How much cash savings is most suitable? Experts analyze.

Recently, investors were seeing almost a 0% return on cash. Over the past year or two, with the Federal Reserve maintaining high interest rates to combat inflation, users can now easily earn a 5% annual return on cash savings accounts and other low-risk investments.

According to a report from CNBC, an estimated $6 trillion is currently parked in Money Market funds. Industry research has found that young investors are allocating the most funds to cash accounts, despite being the most capable of handling long-term risks.

A recent study by Bank of America found that in the past two years, over half (55%) of young wealthy investors aged 21 to 43 have increased their cash holdings, compared to 46% for those aged 44 and above.

While Bank of America’s focus is on investors with at least $3 million available for investment, trading and investment platform eToro discovered that young investors are twice as likely to increase their cash assets compared to their parents’ generation. The study surveyed 1,000 U.S. retail investors who were part of a larger group of 10,000 retail investors from 13 countries and regions, all holding at least one investment asset.

“There’s not enough attention being paid to the potential issue of young investors being lured by a 5% savings rate to overexpose themselves to cash,” said Callie Cox, Chief Market Strategist at Ritholtz Wealth Management in an interview with CNBC.

In the long run, a 5% return may be lower than the potential returns investors could achieve in the stock market. A more aggressive investment portfolio could yield an average annual return of 7%, with some years performing even better and others slightly lower.

On Monday (July 1), Thomas Lee, Managing Partner of Fundstrat Global Advisors, stated on CNBC’s “Squawk Box” program that the S&P 500 index could climb to 5,800 points by the end of this year, resulting in a total annual return of over 20%.

Lee noted that the index had a 24% return in 2023, bringing the total return over two years to around 50%. He explained that for cash investors missing out on these high returns, it could be “painful,” as it would take them 10 years to achieve similar gains.

“I think for those who say ‘Oh, I’m happy with the 5% return on $6 trillion in cash,’ this year-end will be a final reckoning, but in reality, unless the economy slips into a recession, expansion might continue for a while,” Lee said.

However, not all financial experts share the same optimism. BCA Research predicts that if a recession hits, the S&P 500 index could drop over 30% later this year.

Of course, financial experts advise all investors to keep some cash on hand.
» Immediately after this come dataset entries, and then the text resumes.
//! Provider-specific response adapters.
//!
//! Each provider formats answers differently (markdown, citation markers,
//! source annotations). Adapters strip those quirks so the engine only ever
//! sees prose. They run before normalization; context snippets are rendered
//! from the cleaned text.

pub mod markdown;

use crate::domain::Provider;

pub use markdown::{CitationStyle, MarkdownAdapter};

/// Trait for provider body cleanup
pub trait ResponseAdapter: Send + Sync {
    /// Human-readable adapter name
    fn name(&self) -> &str;

    /// Return the body with provider formatting removed
    fn clean(&self, body: &str) -> String;
}

static OPENAI: MarkdownAdapter = MarkdownAdapter::new("openai", CitationStyle::SourceMarkers);
static PERPLEXITY: MarkdownAdapter = MarkdownAdapter::new("perplexity", CitationStyle::Numeric);
static COPILOT: MarkdownAdapter = MarkdownAdapter::new("copilot", CitationStyle::Numeric);
static MARKDOWN: MarkdownAdapter = MarkdownAdapter::new("markdown", CitationStyle::None);

/// Adapter for a provider's response format
pub fn adapter_for(provider: Provider) -> &'static dyn ResponseAdapter {
    match provider {
        Provider::Openai => &OPENAI,
        Provider::Perplexity => &PERPLEXITY,
        Provider::Copilot => &COPILOT,
        Provider::Claude | Provider::Gemini | Provider::Unknown => &MARKDOWN,
    }
}

#[cfg(test)]
mod tests {
    use super::*;

    #[test]
    fn test_adapter_selection() {
        assert_eq!(adapter_for(Provider::Perplexity).name(), "perplexity");
        assert_eq!(adapter_for(Provider::Openai).name(), "openai");
        assert_eq!(adapter_for(Provider::Claude).name(), "markdown");
        assert_eq!(adapter_for(Provider::Unknown).name(), "markdown");
    }

    #[test]
    fn test_perplexity_strips_citations() {
        let cleaned = adapter_for(Provider::Perplexity).clean("**Acme**[1] leads.");
        assert_eq!(cleaned, "Acme leads.");
    }
}
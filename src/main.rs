//! aivis CLI entrypoint

use anyhow::Result;
use clap::Parser;
use tracing_subscriber::{layer::SubscriberExt, util::SubscriberInitExt, EnvFilter};

use aivis::cli::Cli;

#[tokio::main]
async fn main() -> Result<()> {
    // Logs go to stderr so stdout stays clean for JSON output
    tracing_subscriber::registry()
        .with(EnvFilter::try_from_default_env().unwrap_or_else(|_| EnvFilter::new("info")))
        .with(tracing_subscriber::fmt::layer().with_target(false).with_writer(std::io::stderr))
        .init();

    let cli = Cli::parse();
    cli.execute().await
}
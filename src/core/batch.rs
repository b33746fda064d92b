//! Batch-level statistics.
//!
//! Statistics are derived from the full set of analyses in one pass and are
//! never patched: adding responses means building a new report.
//!
//! Mention rates use analyzed responses as the denominator. Responses that
//! could not be analyzed are counted separately in `unanalyzable`, overall
//! and per provider.

use std::collections::{BTreeMap, HashMap};

use serde::{Deserialize, Serialize};

use crate::domain::{CompetitorTally, Entity, MentionRecord, Provider, QueryType, RawResponse, ResponseId};

use super::analyzer::{AnalysisError, Analyzer, ResponseAnalysis};

/// Marker for a response that could not be analyzed
#[derive(Debug, Clone, PartialEq, Serialize, Deserialize)]
pub struct SkippedResponse {
    pub response_id: ResponseId,
    pub provider: Provider,
    pub query_type: QueryType,
    pub query_text: String,
    pub reason: String,
}

impl SkippedResponse {
    pub fn new(response: &RawResponse, error: &AnalysisError) -> Self {
        Self {
            response_id: response.id(),
            provider: response.provider,
            query_type: response.query_type,
            query_text: response.query_text.clone(),
            reason: error.to_string(),
        }
    }
}

/// Mention rate over a group of analyzed responses
#[derive(Debug, Clone, PartialEq, Serialize, Deserialize)]
pub struct RateStat {
    /// Analyzed responses in the group
    pub responses: usize,
    /// Responses with at least one business span
    pub mentioned: usize,
    /// `mentioned / responses`; null for an empty group
    pub mention_rate: Option<f64>,
    /// Mean visibility score; null for an empty group
    pub avg_score: Option<f64>,
}

#[derive(Debug, Clone, Copy, Default)]
struct RateAccumulator {
    responses: usize,
    mentioned: usize,
    score_sum: f64,
}

impl RateAccumulator {
    fn add(&mut self, analysis: &ResponseAnalysis) {
        self.responses += 1;
        if analysis.score.business_mentioned {
            self.mentioned += 1;
        }
        self.score_sum += analysis.score.score;
    }

    fn finish(self) -> RateStat {
        let ratio = |value: f64| (self.responses > 0).then(|| value / self.responses as f64);
        RateStat {
            responses: self.responses,
            mentioned: self.mentioned,
            mention_rate: ratio(self.mentioned as f64),
            avg_score: ratio(self.score_sum),
        }
    }
}

/// Per-provider breakdown
#[derive(Debug, Clone, PartialEq, Serialize, Deserialize)]
pub struct ProviderStat {
    pub provider: Provider,
    #[serde(flatten)]
    pub rate: RateStat,
    /// This provider's skipped responses, outside the rate denominator
    pub unanalyzable: usize,
    /// Competitor tallies over this provider's responses, configuration order
    pub competitors: Vec<CompetitorTally>,
}

#[derive(Debug, Clone, PartialEq, Serialize, Deserialize)]
pub struct QueryTypeStat {
    pub query_type: QueryType,
    #[serde(flatten)]
    pub rate: RateStat,
}

/// Breakdown keyed by (provider, query_type)
#[derive(Debug, Clone, PartialEq, Serialize, Deserialize)]
pub struct SegmentStat {
    pub provider: Provider,
    pub query_type: QueryType,
    #[serde(flatten)]
    pub rate: RateStat,
}

#[derive(Debug, Clone, PartialEq, Serialize, Deserialize)]
pub struct QueryStat {
    pub query_text: String,
    #[serde(flatten)]
    pub rate: RateStat,
}

/// Aggregate statistics for a batch
#[derive(Debug, Clone, PartialEq, Serialize, Deserialize)]
pub struct BatchStats {
    /// Analyzed plus unanalyzable
    pub total_responses: usize,
    pub analyzed: usize,
    pub unanalyzable: usize,
    pub overall: RateStat,
    pub by_provider: Vec<ProviderStat>,
    pub by_query_type: Vec<QueryTypeStat>,
    pub by_provider_query_type: Vec<SegmentStat>,
    /// In first-seen order
    pub by_query: Vec<QueryStat>,
    /// Competitors by mention count, descending; ties keep configuration order
    pub competitor_ranking: Vec<CompetitorTally>,
}

impl BatchStats {
    /// Compute statistics over `analyses`.
    ///
    /// `skipped` and `rejected_inputs` are responses that never produced an
    /// analysis. Skipped responses are also counted under their provider;
    /// rejected inputs have no known provider.
    pub fn compute(
        analyses: &[ResponseAnalysis],
        skipped: &[SkippedResponse],
        rejected_inputs: usize,
        competitors: &[Entity],
    ) -> Self {
        let unanalyzable = skipped.len() + rejected_inputs;
        let mut skipped_by_provider: BTreeMap<Provider, usize> = BTreeMap::new();
        for skip in skipped {
            *skipped_by_provider.entry(skip.provider).or_default() += 1;
        }

        let mut overall = RateAccumulator::default();
        let mut by_provider: BTreeMap<Provider, RateAccumulator> = BTreeMap::new();
        let mut by_query_type: BTreeMap<QueryType, RateAccumulator> = BTreeMap::new();
        let mut by_segment: BTreeMap<(Provider, QueryType), RateAccumulator> = BTreeMap::new();
        let mut query_index: HashMap<&str, usize> = HashMap::new();
        let mut by_query: Vec<(&str, RateAccumulator)> = Vec::new();

        for analysis in analyses {
            overall.add(analysis);
            by_provider.entry(analysis.provider).or_default().add(analysis);
            by_query_type.entry(analysis.query_type).or_default().add(analysis);
            by_segment
                .entry((analysis.provider, analysis.query_type))
                .or_default()
                .add(analysis);

            let idx = *query_index
                .entry(analysis.query_text.as_str())
                .or_insert_with(|| {
                    by_query.push((analysis.query_text.as_str(), RateAccumulator::default()));
                    by_query.len() - 1
                });
            by_query[idx].1.add(analysis);
        }

        for provider in skipped_by_provider.keys() {
            by_provider.entry(*provider).or_default();
        }

        let by_provider = by_provider
            .into_iter()
            .map(|(provider, acc)| {
                let records = analyses
                    .iter()
                    .filter(|a| a.provider == provider)
                    .flat_map(|a| a.competitors.iter());
                ProviderStat {
                    provider,
                    rate: acc.finish(),
                    unanalyzable: skipped_by_provider.get(&provider).copied().unwrap_or(0),
                    competitors: tally_all(competitors, records),
                }
            })
            .collect();

        let mut competitor_ranking =
            tally_all(competitors, analyses.iter().flat_map(|a| a.competitors.iter()));
        competitor_ranking.sort_by(|a, b| b.mention_count.cmp(&a.mention_count));

        Self {
            total_responses: analyses.len() + unanalyzable,
            analyzed: analyses.len(),
            unanalyzable,
            overall: overall.finish(),
            by_provider,
            by_query_type: by_query_type
                .into_iter()
                .map(|(query_type, acc)| QueryTypeStat {
                    query_type,
                    rate: acc.finish(),
                })
                .collect(),
            by_provider_query_type: by_segment
                .into_iter()
                .map(|((provider, query_type), acc)| SegmentStat {
                    provider,
                    query_type,
                    rate: acc.finish(),
                })
                .collect(),
            by_query: by_query
                .into_iter()
                .map(|(query_text, acc)| QueryStat {
                    query_text: query_text.to_string(),
                    rate: acc.finish(),
                })
                .collect(),
            competitor_ranking,
        }
    }

    pub fn provider(&self, provider: Provider) -> Option<&ProviderStat> {
        self.by_provider.iter().find(|s| s.provider == provider)
    }

    pub fn query(&self, query_text: &str) -> Option<&QueryStat> {
        self.by_query.iter().find(|s| s.query_text == query_text)
    }

    pub fn query_type(&self, query_type: QueryType) -> Option<&QueryTypeStat> {
        self.by_query_type.iter().find(|s| s.query_type == query_type)
    }

    pub fn segment(&self, provider: Provider, query_type: QueryType) -> Option<&SegmentStat> {
        self.by_provider_query_type
            .iter()
            .find(|s| s.provider == provider && s.query_type == query_type)
    }
}

/// Fold records into one tally per competitor, configuration order
fn tally_all<'a, I>(competitors: &[Entity], records: I) -> Vec<CompetitorTally>
where
    I: Iterator<Item = &'a MentionRecord> + Clone,
{
    competitors
        .iter()
        .map(|c| CompetitorTally::from_records(c.name(), records.clone()))
        .collect()
}

/// Analyses, skip markers and statistics for one batch
#[derive(Debug, Clone, PartialEq, Serialize, Deserialize)]
pub struct BatchReport {
    pub stats: BatchStats,
    pub analyses: Vec<ResponseAnalysis>,
    pub skipped: Vec<SkippedResponse>,
}

impl BatchReport {
    /// Split outcomes and compute statistics.
    ///
    /// `rejected_inputs` counts records that failed before becoming a
    /// `RawResponse` (e.g. unparseable ingest lines); they count as
    /// unanalyzable.
    pub fn from_outcomes(
        analyzer: &Analyzer,
        outcomes: Vec<Result<ResponseAnalysis, SkippedResponse>>,
        rejected_inputs: usize,
    ) -> Self {
        let mut analyses = Vec::with_capacity(outcomes.len());
        let mut skipped = Vec::new();
        for outcome in outcomes {
            match outcome {
                Ok(analysis) => analyses.push(analysis),
                Err(skip) => skipped.push(skip),
            }
        }

        let stats = BatchStats::compute(&analyses, &skipped, rejected_inputs, analyzer.competitors());

        Self {
            stats,
            analyses,
            skipped,
        }
    }
}
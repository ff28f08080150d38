//! `HANDLE_MENU`: a product or the cart was picked from the menu.

use shopbot_core::{InboundEvent, MenuSelection, OutboundAction, SessionState};
use tracing::debug;

use super::{Reply, cart_view, expect_callback};
use crate::dialogue::keyboards::description_keyboard;
use crate::dialogue::messages::product_description;
use crate::error::Result;
use crate::moltin::CommerceApi;

pub(super) async fn handle<C: CommerceApi>(event: &InboundEvent, commerce: &C) -> Result<Reply> {
    let press = expect_callback(SessionState::HandleMenu, event)?;

    let product_id = match MenuSelection::parse(press.data) {
        MenuSelection::Cart => return cart_view(commerce, press.chat_id).await,
        MenuSelection::Product(product_id) => product_id,
    };

    let product = commerce.get_product(&product_id).await?;
    let photo_url = commerce.get_product_image_url(&product.id).await?;
    debug!(product_id = %product.id, "Showing product card");

    Ok(Reply::new(
        SessionState::HandleDescription,
        vec![
            OutboundAction::SendPhoto {
                chat_id: press.chat_id,
                photo_url,
                caption: product_description(&product),
                keyboard: description_keyboard(&product.id),
            },
            OutboundAction::DeleteMessage {
                chat_id: press.chat_id,
                message_id: event.message_id(),
            },
        ],
    ))
}
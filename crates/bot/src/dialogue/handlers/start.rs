//! `START`: show the catalog menu.

use shopbot_core::{InboundEvent, SessionState};

use super::{Reply, menu_message};
use crate::dialogue::messages::MENU_PROMPT;
use crate::error::Result;
use crate::moltin::CommerceApi;

pub(super) async fn handle<C: CommerceApi>(event: &InboundEvent, commerce: &C) -> Result<Reply> {
    let menu = menu_message(commerce, event.chat_id(), MENU_PROMPT.to_string()).await?;
    Ok(Reply::new(SessionState::HandleMenu, vec![menu]))
}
Financial advisors typically recommend keeping three to six months’ worth of expenses in cash for emergencies.

Research shows that many Americans fall short of this goal. According to a recent survey by financial services company Empower, the median emergency savings account balance for Americans is only $500.

In a study by Bankrate, it was found that among Americans with cash savings, 67% still earn less than a 4% annual return.

Cox suggests that for money needed in one to two years, or even three to five years, keeping enough cash to ensure availability when needed makes sense. “But beyond five years, I would seriously consider putting that money into stocks or other higher-risk assets,” Cox said.

Fear may be one reason why investors are currently leaning towards holding onto cash.

Cox points out that while the stock market can go up indefinitely or drop by 50%, these are extreme scenarios. “If you’re just holding cash, you could be waiting a long time for a pullback,” Cox said. She added that the biggest risk investors face now is missing the next upswing after this rally.

If the Federal Reserve starts cutting rates after inflation recedes, the cash savings environment could soon change, potentially reducing the 5% cash return rate. Mark Hamrick, Senior Economic Analyst at Bankrate, mentioned that depositors can lock in today’s rates with a five-year CD, but they should be aware that early withdrawal penalties may apply if they need the money within five years.

“In the near term, rates on CDs, high-yield savings accounts, and money market accounts are likely to remain elevated,” Hamrick said. “Rates may decline, but not collapse like a stone but fall more like a feather.”

(Note: This article is for general information purposes only and does not constitute any recommendations. The media outlet does not offer investment, tax, legal, financial planning, real estate planning, or other personal finance advice. For specific investment matters, please consult with your financial advisor. The media outlet does not assume any investment responsibility.)